KARA married her husband when she was 19 and, shortly after, gave birth to her son. She had a vision of what she wanted in life and she was willing to work hard to obtain it. Kara enrolled in college and felt that she was well on her way. However, shortly after her son’s birth, her husband began exerting control. First it was emotional and financial abuse, then physical. Through it all, Kara was still able to obtain her bachelor’s degree.
The cycle of abuse continued for almost a decade before Kara reached out to Women’s Resource Center in February of 2019. She made the choice to come into our safe house, where she found the support of the community of safe house guests and staff. Kara was laid off from her job but received a severance package and unemployment. With the prospect of safety and a little time, she gave thought to where she and her son could go next.
As Kara considered this, she set aside her severance package as savings. She enrolled in the Women’s Academy at Wellspring Living, where she earned Excel and Microsoft Word certifications, 10 weeks of career readiness training, and a paid internship with Delta Air Lines. After her internship, Kara was hired on full-time with benefits.
Safe house advocates identified Kara as an ideal candidate for our new transitional housing program. In April 2019, Kara and her son moved into an apartment with rent, utilities and living expenses subsidized by WRC. Her goals for her 18 months in the program included increasing her credit score, reducing her debt, building her emergency savings account, finalizing her divorce, building a supportive community for herself and her son, and focusing on her emotional wellbeing.
Due to her time in the safe house, Kara was no longer in a continual fight-or-flight mindset and could begin living in her resiliency zone. She began journaling, eating healthier and taking proper rest. She worked with advocates on debt reduction, increasing her credit score and building her savings. Kara received weekly phone check-ins with advocates, monthly meetings with advocates, regular counseling, and participated in our Survivors in Service to Extend Resiliency (SISTERs) groups.

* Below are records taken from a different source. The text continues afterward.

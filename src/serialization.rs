/// serializable views handed to the request boundary
use chrono::NaiveDate;
use rust_decimal::Decimal;
use serde::{Deserialize, Serialize};

use crate::customer::Customer;
use crate::decimal::Money;
use crate::eligibility::EligibilityDecision;
use crate::errors::Result;
use crate::loan::Loan;
use crate::payments::LoanSummary;
use crate::types::{ApprovalStatus, CustomerId, LoanId, LoanStatus};

/// decimal places of the suggested rate in responses
const RESPONSE_RATE_DP: u32 = 2;

/// answer to an eligibility check
#[derive(Debug, Clone, PartialEq, Serialize, Deserialize)]
pub struct EligibilityResponse {
    pub customer_id: CustomerId,
    pub credit_score: u8,
    /// truncated to whole units
    pub approved_amount: i64,
    pub approval_status: ApprovalStatus,
    /// annual percentage
    #[serde(with = "rust_decimal::serde::float")]
    pub suggested_interest_rate: Decimal,
    #[serde(with = "rust_decimal::serde::float")]
    pub monthly_emi: Decimal,
}

impl EligibilityResponse {
    pub fn from_decision(customer_id: CustomerId, decision: &EligibilityDecision) -> Result<Self> {
        Ok(EligibilityResponse {
            customer_id,
            credit_score: decision.credit_score.value(),
            approved_amount: decision.approved_whole_units()?,
            approval_status: decision.status,
            suggested_interest_rate: decision.suggested_rate.round_percentage(RESPONSE_RATE_DP),
            monthly_emi: decision.monthly_emi.as_decimal(),
        })
    }

    pub fn to_json_pretty(&self) -> Result<String> {
        Ok(serde_json::to_string_pretty(self)?)
    }
}

#[derive(Debug, Clone, PartialEq, Serialize, Deserialize)]
pub struct CustomerView {
    pub customer_id: CustomerId,
    pub first_name: String,
    pub last_name: String,
    pub age: u32,
    pub phone_number: String,
    #[serde(with = "rust_decimal::serde::float")]
    pub monthly_salary: Decimal,
    #[serde(with = "rust_decimal::serde::float")]
    pub approved_limit: Decimal,
}

impl CustomerView {
    pub fn from_customer(customer: &Customer) -> Self {
        CustomerView {
            customer_id: customer.customer_id(),
            first_name: customer.first_name().to_string(),
            last_name: customer.last_name().to_string(),
            age: customer.age(),
            phone_number: customer.phone_number().to_string(),
            monthly_salary: customer.monthly_salary().as_decimal(),
            approved_limit: customer.approved_limit().as_decimal(),
        }
    }
}

/// reply to a successful registration
#[derive(Debug, Clone, PartialEq, Serialize, Deserialize)]
pub struct RegistrationView {
    pub message: String,
    pub customer_id: CustomerId,
    #[serde(with = "rust_decimal::serde::float")]
    pub approved_limit: Decimal,
    pub customer: CustomerView,
}

impl RegistrationView {
    pub fn from_customer(customer: &Customer) -> Self {
        RegistrationView {
            message: "Customer registered successfully".to_string(),
            customer_id: customer.customer_id(),
            approved_limit: customer.approved_limit().as_decimal(),
            customer: CustomerView::from_customer(customer),
        }
    }

    pub fn to_json_pretty(&self) -> Result<String> {
        Ok(serde_json::to_string_pretty(self)?)
    }
}

/// a loan with its derived repayment figures
#[derive(Debug, Clone, PartialEq, Serialize, Deserialize)]
pub struct LoanView {
    pub loan_id: LoanId,
    pub customer_id: CustomerId,
    pub customer_name: String,
    pub loan_amount: Money,
    pub tenure: u32,
    /// annual percentage
    #[serde(with = "rust_decimal::serde::float")]
    pub interest_rate: Decimal,
    pub monthly_payment: Money,
    pub emis_paid_on_time: u32,
    pub start_date: NaiveDate,
    pub end_date: NaiveDate,
    pub status: LoanStatus,
    pub summary: LoanSummary,
    #[serde(default, skip_serializing_if = "Option::is_none")]
    pub customer_details: Option<CustomerView>,
}

impl LoanView {
    /// view as of `today`; the owner's details are attached
    pub fn from_loan(loan: &Loan, customer: &Customer, today: NaiveDate) -> Self {
        let mut view = Self::summary_only(loan, customer, today);
        view.customer_details = Some(CustomerView::from_customer(customer));
        view
    }

    /// view as listed under its owner, without repeating the owner's details
    pub fn summary_only(loan: &Loan, customer: &Customer, today: NaiveDate) -> Self {
        LoanView {
            loan_id: loan.loan_id(),
            customer_id: loan.customer_id(),
            customer_name: customer.full_name(),
            loan_amount: loan.loan_amount(),
            tenure: loan.tenure_months(),
            interest_rate: loan.interest_rate().as_percentage().normalize(),
            monthly_payment: loan.monthly_payment(),
            emis_paid_on_time: loan.emis_paid_on_time(),
            start_date: loan.start_date(),
            end_date: loan.end_date(),
            status: loan.status(today),
            summary: loan.summary(),
            customer_details: None,
        }
    }

    pub fn to_json_pretty(&self) -> Result<String> {
        Ok(serde_json::to_string_pretty(self)?)
    }
}

/// a customer and their loans, newest first
#[derive(Debug, Clone, PartialEq, Serialize, Deserialize)]
pub struct CustomerLoansView {
    pub customer: CustomerView,
    pub loans: Vec<LoanView>,
    pub total_loans: usize,
}

impl CustomerLoansView {
    pub fn new(customer: &Customer, loans: &[Loan], today: NaiveDate) -> Self {
        let loans: Vec<LoanView> = loans
            .iter()
            .map(|loan| LoanView::summary_only(loan, customer, today))
            .collect();

        CustomerLoansView {
            customer: CustomerView::from_customer(customer),
            total_loans: loans.len(),
            loans,
        }
    }

    pub fn to_json_pretty(&self) -> Result<String> {
        Ok(serde_json::to_string_pretty(self)?)
    }
}
use crate::catalog::CatalogError;
use crate::compatibility::{InvalidInput, RankError};
use crate::config::ConfigError;
use crate::telemetry::TelemetryError;
use std::fmt;

#[derive(Debug)]
pub enum AppError {
    Config(ConfigError),
    Telemetry(TelemetryError),
    Io(std::io::Error),
    Catalog(CatalogError),
    Evaluation(InvalidInput),
    Ranking(RankError),
    Json(serde_json::Error),
    JobNotFound(String),
}

impl fmt::Display for AppError {
    fn fmt(&self, f: &mut fmt::Formatter<'_>) -> fmt::Result {
        match self {
            AppError::Config(err) => write!(f, "configuration error: {}", err),
            AppError::Telemetry(err) => write!(f, "telemetry error: {}", err),
            AppError::Io(err) => write!(f, "io error: {}", err),
            AppError::Catalog(err) => write!(f, "catalog error: {}", err),
            AppError::Evaluation(err) => write!(f, "invalid input: {}", err),
            AppError::Ranking(err) => write!(f, "ranking error: {}", err),
            AppError::Json(err) => write!(f, "serialization error: {}", err),
            AppError::JobNotFound(id) => write!(f, "job '{}' not found in catalog", id),
        }
    }
}

impl std::error::Error for AppError {
    fn source(&self) -> Option<&(dyn std::error::Error + 'static)> {
        match self {
            AppError::Config(err) => Some(err),
            AppError::Telemetry(err) => Some(err),
            AppError::Io(err) => Some(err),
            AppError::Catalog(err) => Some(err),
            AppError::Evaluation(err) => Some(err),
            AppError::Ranking(err) => Some(err),
            AppError::Json(err) => Some(err),
            AppError::JobNotFound(_) => None,
        }
    }
}

impl From<ConfigError> for AppError {
    fn from(value: ConfigError) -> Self {
        Self::Config(value)
    }
}

impl From<TelemetryError> for AppError {
    fn from(value: TelemetryError) -> Self {
        Self::Telemetry(value)
    }
}

impl From<std::io::Error> for AppError {
    fn from(value: std::io::Error) -> Self {
        Self::Io(value)
    }
}

impl From<CatalogError> for AppError {
    fn from(value: CatalogError) -> Self {
        Self::Catalog(value)
    }
}

impl From<InvalidInput> for AppError {
    fn from(value: InvalidInput) -> Self {
        Self::Evaluation(value)
    }
}

impl From<RankError> for AppError {
    fn from(value: RankError) -> Self {
        Self::Ranking(value)
    }
}

impl From<serde_json::Error> for AppError {
    fn from(value: serde_json::Error) -> Self {
        Self::Json(value)
    }
}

The first tests of her newfound stability came in the fall. Her husband, intent on reconciling with Kara, rescheduled their divorce hearings time and time again. Then, in November 2019, Kara was in a car accident through no fault of her own and her car was totaled.
Because of the time and energy Kara had dedicated to building her resiliency, she did not operate from a place of crisis. Instead, she took her time exploring her options and her needs. She used her insurance payout to pay off her previous car loan, which had a 15.8% interest rate. She was able to finance a new car with more reasonable payments, thanks to her improved credit score. Though her husband continued to stall through the new year, things were looking up. Then along came COVID.
In March 2020, Kara’s son’s school closed for in-person learning. In April, airlines laid off thousands of workers, Kara among them. Once again, she relied on the lessons she learned about resiliency and the support of WRC. She remained connected to the SISTERs Program and the community she has built and put into practice the tools she learned through our financial programming. Being intentional about self-care was also critical.
Kara was able to return to work full-time in October as a clinical sales representative. In January 2021 Kara’s divorce was finalized. Her commitment to self-care and emotional wellbeing has allowed her to place healthy and safe boundaries around essential relationships in her life. She has maintained her commitment to her goals and is working toward an ultimate dream of purchasing her own home.